One way to understand your data is by counting how many times each value appears in your [sample](https://en.wikipedia.org/wiki/Sample_(statistics)#:~:text=In%20statistics%20and%20quantitative%20research,points%2C%20sampling%20units%20or%20observations.).

Notice that the method above is only valid for [discrete variables](http://onlinestatbook.com/glossary/discrete_variables.html)

In [None]:
# experiment: roll a dice 20 times
rolls = np.random.choice([1, 2, 3, 4, 5, 6], size=20)

rolls

In [None]:
# A built-in alternative
from collections import Counter
Counter(rolls)

In [None]:
count_results = {... for ...}

count_results

The above tables are called `frequency tables`. 

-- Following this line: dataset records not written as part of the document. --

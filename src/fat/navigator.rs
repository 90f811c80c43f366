//! Directory navigator (component F): a mutable "current directory" cursor
//! with short/long name and parent-path state, plus `cd`, name resolution,
//! and directory listing.
//!
//! Grounded on `pvt_SetCurrentDirectoryToParent`/`pvt_SetCurrentDirectoryToChild`/
//! `pvt_CheckIllegalName` and the search loop in `FAT_SetCurrentDirectory`.
//! The search loop there walks raw sector offsets by hand to find the
//! short-name entry following an LFN chain; this crate gets the same
//! short/long pairing for free from [`super::dir::DirEntryStream`], so
//! `resolve` is just "scan entries, compare whichever name the entry
//! carries".

use super::boot_sector::Bpb;
use super::dir::{AttributeSet, DirEntryInfo, DirEntryStream};
use super::error::FatError;
use super::lfn::LONG_NAME_LEN_MAX;
use super::table::Cluster;
use crate::storage::Storage;

use generic_array::GenericArray;
use typenum::consts::U512;

use core::convert::TryInto;

const SHORT_NAME_MAX: usize = 8;
const PARENT_PATH_MAX: usize = 512;

const ILLEGAL_CHARACTERS: &[u8] = b"\\/:*?\"<>|";

/// `true` if `name` fails the legality pre-check: empty, leading space,
/// one of `\ / : * ? " < > |`, or entirely spaces.
pub fn is_illegal_name(name: &str) -> bool {
    if name.is_empty() || name.as_bytes()[0] == b' ' {
        return true;
    }
    if name.bytes().any(|b| ILLEGAL_CHARACTERS.contains(&b)) {
        return true;
    }
    name.bytes().all(|b| b == b' ')
}

fn set_bounded(buf: &mut [u8], len: &mut usize, s: &str) {
    let n = s.len().min(buf.len());
    buf[..n].copy_from_slice(&s.as_bytes()[..n]);
    *len = n;
}

/// Splits `buf` at the rightmost `/`, returning `(parent-including-slash,
/// name-after-slash)`. Mirrors `strrchr` plus the original's
/// include-the-slash `strlcpy` length.
fn split_last_segment(buf: &[u8]) -> (&[u8], &[u8]) {
    match buf.iter().rposition(|&b| b == b'/') {
        Some(idx) => (&buf[..=idx], &buf[idx + 1..]),
        None => (&buf[..0], buf),
    }
}

/// The "current directory" cursor: a cluster plus the short/long name and
/// parent-path bookkeeping needed to answer `cd ..`/`cd <child>`.
///
/// Invariant: `first_cluster == root_cluster` iff `long_name() == "/"` and
/// `long_parent_path()` is empty.
#[derive(Clone)]
pub struct DirCursor {
    pub first_cluster: Cluster,
    short_name: [u8; SHORT_NAME_MAX],
    short_name_len: usize,
    long_name: [u8; LONG_NAME_LEN_MAX],
    long_name_len: usize,
    short_parent_path: [u8; PARENT_PATH_MAX],
    short_parent_path_len: usize,
    long_parent_path: [u8; PARENT_PATH_MAX],
    long_parent_path_len: usize,
}

impl DirCursor {
    pub fn root(bpb: &Bpb) -> Self {
        let mut c = Self {
            first_cluster: bpb.root_cluster,
            short_name: [0; SHORT_NAME_MAX],
            short_name_len: 0,
            long_name: [0; LONG_NAME_LEN_MAX],
            long_name_len: 0,
            short_parent_path: [0; PARENT_PATH_MAX],
            short_parent_path_len: 0,
            long_parent_path: [0; PARENT_PATH_MAX],
            long_parent_path_len: 0,
        };
        set_bounded(&mut c.short_name, &mut c.short_name_len, "/");
        set_bounded(&mut c.long_name, &mut c.long_name_len, "/");
        c
    }

    pub fn short_name(&self) -> &str {
        core::str::from_utf8(&self.short_name[..self.short_name_len]).unwrap_or("")
    }

    pub fn long_name(&self) -> &str {
        core::str::from_utf8(&self.long_name[..self.long_name_len]).unwrap_or("")
    }

    pub fn short_parent_path(&self) -> &str {
        core::str::from_utf8(&self.short_parent_path[..self.short_parent_path_len]).unwrap_or("")
    }

    pub fn long_parent_path(&self) -> &str {
        core::str::from_utf8(&self.long_parent_path[..self.long_parent_path_len]).unwrap_or("")
    }

    fn is_root(&self) -> bool {
        self.long_name() == "/"
    }

    /// Owned copies of [`Self::long_name`]/[`Self::long_parent_path`], for
    /// hosts with a heap that would rather not re-borrow the cursor's fixed
    /// buffers across calls.
    #[cfg(feature = "alloc")]
    pub fn long_name_owned(&self) -> alloc::string::String {
        alloc::string::ToString::to_string(self.long_name())
    }

    #[cfg(feature = "alloc")]
    pub fn long_parent_path_owned(&self) -> alloc::string::String {
        alloc::string::ToString::to_string(self.long_parent_path())
    }

    /// Promotes the cursor into the child found at `first_cluster`, whose
    /// short/long names are `short`/`long` (short already truncated to
    /// `len(name)` per the original's quirk, not to first-space).
    fn descend_into(&mut self, first_cluster: Cluster, short: &str, long: &str) {
        let at_root = self.is_root();

        let cur_long_len = self.long_name_len;
        let mut cur_long = [0u8; LONG_NAME_LEN_MAX];
        cur_long[..cur_long_len].copy_from_slice(&self.long_name[..cur_long_len]);
        let cur_short_len = self.short_name_len;
        let mut cur_short = [0u8; SHORT_NAME_MAX];
        cur_short[..cur_short_len].copy_from_slice(&self.short_name[..cur_short_len]);

        let lp_len = self.long_parent_path_len;
        self.long_parent_path[lp_len..lp_len + cur_long_len].copy_from_slice(&cur_long[..cur_long_len]);
        self.long_parent_path_len = lp_len + cur_long_len;
        if !at_root {
            self.long_parent_path[self.long_parent_path_len] = b'/';
            self.long_parent_path_len += 1;
        }

        let sp_len = self.short_parent_path_len;
        self.short_parent_path[sp_len..sp_len + cur_short_len].copy_from_slice(&cur_short[..cur_short_len]);
        self.short_parent_path_len = sp_len + cur_short_len;
        if !at_root {
            self.short_parent_path[self.short_parent_path_len] = b'/';
            self.short_parent_path_len += 1;
        }

        set_bounded(&mut self.long_name, &mut self.long_name_len, long);
        set_bounded(&mut self.short_name, &mut self.short_name_len, short);
        self.first_cluster = first_cluster;
    }

    /// Pops the last path segment off the parent paths and promotes it into
    /// `short_name`/`long_name`; sets `first_cluster` to `parent_cluster`.
    fn ascend_to_parent(&mut self, parent_cluster: Cluster) {
        let lp_len = self.long_parent_path_len;
        let mut lp = [0u8; PARENT_PATH_MAX];
        lp[..lp_len].copy_from_slice(&self.long_parent_path[..lp_len]);
        let (new_parent, name) = split_last_segment(&lp[..lp_len]);
        let (new_parent_len, name_len) = (new_parent.len(), name.len());
        self.long_name[..name_len].copy_from_slice(name);
        self.long_name_len = name_len;
        self.long_parent_path[..new_parent_len].copy_from_slice(new_parent);
        self.long_parent_path_len = new_parent_len;

        let sp_len = self.short_parent_path_len;
        let mut sp = [0u8; PARENT_PATH_MAX];
        sp[..sp_len].copy_from_slice(&self.short_parent_path[..sp_len]);
        let (new_parent, name) = split_last_segment(&sp[..sp_len]);
        let (new_parent_len, name_len) = (new_parent.len(), name.len());
        self.short_name[..name_len].copy_from_slice(name);
        self.short_name_len = name_len;
        self.short_parent_path[..new_parent_len].copy_from_slice(new_parent);
        self.short_parent_path_len = new_parent_len;

        self.first_cluster = parent_cluster;
    }

    fn reset_to_root(&mut self, bpb: &Bpb) {
        *self = DirCursor::root(bpb);
    }
}

/// Scans the directory at `dir_cluster` for an entry matching `name`,
/// restricted to entries for which `accept` returns `true`. Entries that
/// match by name but fail `accept` are treated as a non-match and the scan
/// continues, mirroring `FAT_SetCurrentDirectory`'s behavior of skipping a
/// same-named entry of the wrong type rather than failing outright.
///
/// Used by [`cd`]. Short-name matching here is `FAT_SetCurrentDirectory`'s
/// quirk: the whole of `name` (not split on a `.`) is padded to 8 bytes and
/// compared against the raw short-name field, and only attempted when
/// `name` is under 9 bytes. For extension-aware short-name matching (the
/// way `FAT_PrintFile` does it) see [`resolve_with_extension`].
pub fn resolve<S: Storage<SECTOR_SIZE = U512>>(
    storage: &mut S,
    bpb: &Bpb,
    dir_cluster: Cluster,
    name: &str,
    accept: impl Fn(&DirEntryInfo) -> bool,
) -> Result<DirEntryInfo, FatError> {
    let mut stream = DirEntryStream::new(storage, bpb, dir_cluster);
    let name_fits_short = name.len() < 9;

    while let Some(entry) = stream.next_entry()? {
        let matches = if let Some(long) = entry.long_name() {
            long == name
        } else if name_fits_short {
            let mut padded = [b' '; SHORT_NAME_MAX];
            let n = name.len().min(SHORT_NAME_MAX);
            padded[..n].copy_from_slice(&name.as_bytes()[..n]);
            entry.short_name == padded
        } else {
            false
        };

        if matches && accept(&entry) {
            return Ok(entry);
        }
    }

    Err(FatError::NotFound)
}

/// Splits `name` at its first `.` (not counting a leading dot) into a
/// name part and an extension part; no extension if there's no `.`.
fn split_name_ext(name: &str) -> (&str, &str) {
    if name.len() < 2 {
        return (name, "");
    }
    match name[1..].find('.') {
        Some(idx) => (&name[..idx + 1], &name[idx + 2..]),
        None => (name, ""),
    }
}

/// Scans the directory at `dir_cluster` for an entry matching `name`,
/// the way [`file`](super::file) looks files up: entries without a long
/// name match by splitting `name` into an 8-byte name field and a 3-byte
/// extension field (both space-padded) and comparing both against the raw
/// short-name bytes, the way `FAT_PrintFile` does. Unlike [`resolve`],
/// there's no `len(name) < 9` restriction — `name` may include the `.ext`.
pub fn resolve_with_extension<S: Storage<SECTOR_SIZE = U512>>(
    storage: &mut S,
    bpb: &Bpb,
    dir_cluster: Cluster,
    name: &str,
    accept: impl Fn(&DirEntryInfo) -> bool,
) -> Result<DirEntryInfo, FatError> {
    let mut stream = DirEntryStream::new(storage, bpb, dir_cluster);
    let (name_part, ext_part) = split_name_ext(name);
    let short_name_candidate = name.len() <= 12 && !name.is_empty();

    while let Some(entry) = stream.next_entry()? {
        let matches = if let Some(long) = entry.long_name() {
            long == name
        } else if short_name_candidate {
            let mut padded_name = [b' '; SHORT_NAME_MAX];
            let n = name_part.len().min(SHORT_NAME_MAX);
            padded_name[..n].copy_from_slice(&name_part.as_bytes()[..n]);

            let mut padded_ext = [b' '; 3];
            let e = ext_part.len().min(3);
            padded_ext[..e].copy_from_slice(&ext_part.as_bytes()[..e]);

            entry.short_name == padded_name && entry.short_ext == padded_ext
        } else {
            false
        };

        if matches && accept(&entry) {
            return Ok(entry);
        }
    }

    Err(FatError::NotFound)
}

/// Moves `cursor` to `..`: re-reads the `..` entry at offset 32 of the
/// current directory's first sector and either resets to root (parent
/// cluster field is 0) or pops a path segment.
fn cd_dot_dot<S: Storage<SECTOR_SIZE = U512>>(
    storage: &mut S,
    bpb: &Bpb,
    cursor: &mut DirCursor,
) -> Result<(), FatError> {
    if cursor.first_cluster == bpb.root_cluster {
        return Ok(());
    }

    let mut sector: GenericArray<u8, U512> = GenericArray::default();
    storage
        .read_sector(bpb.cluster_to_sector(cursor.first_cluster), &mut sector)
        .map_err(|_| FatError::CorruptFatEntry)?;
    let s = sector.as_slice();
    const DOT_DOT: usize = 32;

    let cluster_hi = u16::from_le_bytes(s[DOT_DOT + 20..DOT_DOT + 22].try_into().unwrap());
    let cluster_lo = u16::from_le_bytes(s[DOT_DOT + 26..DOT_DOT + 28].try_into().unwrap());
    let parent_cluster = ((cluster_hi as u32) << 16) | cluster_lo as u32;

    if parent_cluster == 0 {
        cursor.reset_to_root(bpb);
    } else {
        cursor.ascend_to_parent(parent_cluster);
    }
    Ok(())
}

/// Changes `cursor` to `name`, atomically: the cursor is left untouched on
/// any error.
pub fn cd<S: Storage<SECTOR_SIZE = U512>>(
    storage: &mut S,
    bpb: &Bpb,
    cursor: &mut DirCursor,
    name: &str,
) -> Result<(), FatError> {
    if is_illegal_name(name) {
        return Err(FatError::IllegalName);
    }
    if name == "." {
        return Ok(());
    }
    if name == ".." {
        return cd_dot_dot(storage, bpb, cursor);
    }

    let entry = resolve(storage, bpb, cursor.first_cluster, name, |e| e.attrs.is_dir())?;

    // The short name recorded on the cursor is the on-disk short-name bytes
    // truncated to len(name), not to the first trailing space — matching
    // `pvt_SetCurrentDirectoryToChild`. The long name is simply `name`
    // itself: matching already confirmed it's how this entry is addressed.
    let sn_len = name.len().min(SHORT_NAME_MAX);
    let mut short_buf = [0u8; SHORT_NAME_MAX];
    short_buf[..sn_len].copy_from_slice(&entry.short_name[..sn_len]);
    let short = core::str::from_utf8(&short_buf[..sn_len]).unwrap_or("");

    cursor.descend_into(entry.cluster, short, name);
    Ok(())
}

/// A tiny bitflags stand-in: this crate only needs `contains`/construction
/// from OR'd constants, not the full `bitflags!` surface.
macro_rules! bitflags_lite {
    (
        $(#[$meta:meta])*
        pub struct $name:ident: $ty:ty {
            $(const $flag:ident = $val:expr;)*
        }
    ) => {
        $(#[$meta])*
        #[derive(Debug, Clone, Copy, PartialEq, Eq)]
        pub struct $name(pub $ty);

        impl $name {
            $(pub const $flag: Self = Self($val);)*

            pub fn contains(self, other: Self) -> bool {
                self.0 & other.0 == other.0
            }
        }

        impl core::ops::BitOr for $name {
            type Output = Self;
            fn bitor(self, rhs: Self) -> Self {
                Self(self.0 | rhs.0)
            }
        }
    };
}

bitflags_lite! {
    /// Which fields an entry must have populated (and which kinds of
    /// entries to skip) for [`list_entries`]. Grounded on
    /// `FAT_PrintCurrentDirectory`'s `entryFilter` argument.
    pub struct EntryFilter: u8 {
        const CREATION = 1 << 0;
        const LAST_ACCESS = 1 << 1;
        const LAST_MODIFIED = 1 << 2;
        const HIDDEN = 1 << 3;
        const SHORT_NAME = 1 << 4;
        const LONG_NAME = 1 << 5;
    }
}

/// Streams every entry of the directory at `dir_cluster` to `visit`,
/// skipping hidden entries unless [`EntryFilter::HIDDEN`] is set.
pub fn list_entries<S: Storage<SECTOR_SIZE = U512>>(
    storage: &mut S,
    bpb: &Bpb,
    dir_cluster: Cluster,
    filter: EntryFilter,
    mut visit: impl FnMut(&DirEntryInfo),
) -> Result<(), FatError> {
    let mut stream = DirEntryStream::new(storage, bpb, dir_cluster);
    while let Some(entry) = stream.next_entry()? {
        if entry.attrs.0 & AttributeSet::VOLUME_ID != 0 {
            continue;
        }
        if entry.attrs.is_hidden() && !filter.contains(EntryFilter::HIDDEN) {
            continue;
        }
        visit(&entry);
    }
    Ok(())
}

And we could plot the result as a bar chart to have a visual representation. 

In [None]:
sns.countplot(x=rolls, color='b');

## Histograms

A good visual representation of a [continuous variable](http://onlinestatbook.com/glossary/continuous_variables.html)
 is the [histogram](https://en.wikipedia.org/wiki/Histogram)

In [None]:
# experiment: sample of random values
randn = np.random.randn(200)

In [None]:
randn[:10]

In [None]:
sns.histplot(x=randn, color='b');

### Exercise

Imagine we now have a magical (or spherical) dice which can take any real number from 1 to 6, both included. Create an experiment of rolling that dice 20 times and plot the results using a histogram.

**Hint:** you may want to use the `numpy.random.uniform` function

## Summarizing distributions

Plotting the histogram of a distribution is always a good idea. It provides a lot of information at a simple glance. However, we sometimes want to summarize our distributions with a set of representative numbers, aka `summary statistics`.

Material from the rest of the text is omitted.